• _REQUIREMENT_
Scan the entries and copy each line where the word "list" is present.

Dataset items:
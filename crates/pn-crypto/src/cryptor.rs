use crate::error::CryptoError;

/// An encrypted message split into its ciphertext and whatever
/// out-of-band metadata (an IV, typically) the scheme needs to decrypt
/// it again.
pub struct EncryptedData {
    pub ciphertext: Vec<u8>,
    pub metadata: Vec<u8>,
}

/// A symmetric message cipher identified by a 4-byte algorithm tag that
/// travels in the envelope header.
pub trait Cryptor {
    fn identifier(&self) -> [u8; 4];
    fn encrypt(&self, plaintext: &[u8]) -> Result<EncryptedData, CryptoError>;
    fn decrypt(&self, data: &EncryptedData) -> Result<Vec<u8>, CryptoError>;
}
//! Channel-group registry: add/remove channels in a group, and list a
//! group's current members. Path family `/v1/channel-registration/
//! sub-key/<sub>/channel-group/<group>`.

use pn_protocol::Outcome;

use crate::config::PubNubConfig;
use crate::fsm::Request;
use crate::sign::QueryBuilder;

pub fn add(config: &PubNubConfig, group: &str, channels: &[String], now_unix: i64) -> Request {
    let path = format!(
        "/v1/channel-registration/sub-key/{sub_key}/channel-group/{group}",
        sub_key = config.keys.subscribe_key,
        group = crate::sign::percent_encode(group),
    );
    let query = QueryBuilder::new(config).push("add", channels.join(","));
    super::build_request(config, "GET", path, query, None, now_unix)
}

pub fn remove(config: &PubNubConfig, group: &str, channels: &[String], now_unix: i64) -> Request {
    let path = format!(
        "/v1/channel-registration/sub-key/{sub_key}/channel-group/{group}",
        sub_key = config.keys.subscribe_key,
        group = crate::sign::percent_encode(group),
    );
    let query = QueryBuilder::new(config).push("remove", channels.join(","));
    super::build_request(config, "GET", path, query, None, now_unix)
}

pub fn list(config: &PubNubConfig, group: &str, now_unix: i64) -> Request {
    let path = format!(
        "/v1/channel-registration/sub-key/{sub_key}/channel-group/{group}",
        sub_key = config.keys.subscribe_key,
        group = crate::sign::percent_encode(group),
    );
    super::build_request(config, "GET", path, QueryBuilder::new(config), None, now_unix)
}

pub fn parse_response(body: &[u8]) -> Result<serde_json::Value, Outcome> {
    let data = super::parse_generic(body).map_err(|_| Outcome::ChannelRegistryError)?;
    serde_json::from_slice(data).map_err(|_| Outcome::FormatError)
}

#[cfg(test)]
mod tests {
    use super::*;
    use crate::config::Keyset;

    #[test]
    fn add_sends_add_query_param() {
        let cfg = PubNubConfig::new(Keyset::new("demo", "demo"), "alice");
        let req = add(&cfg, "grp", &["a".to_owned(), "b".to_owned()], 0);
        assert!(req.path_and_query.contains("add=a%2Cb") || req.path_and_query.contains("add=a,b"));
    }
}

• _RESPONSE_
//! Channel-group registry: add/remove channels in a group, and list a
pub fn list(config: &PubNubConfig, group: &str, now_unix: i64) -> Request {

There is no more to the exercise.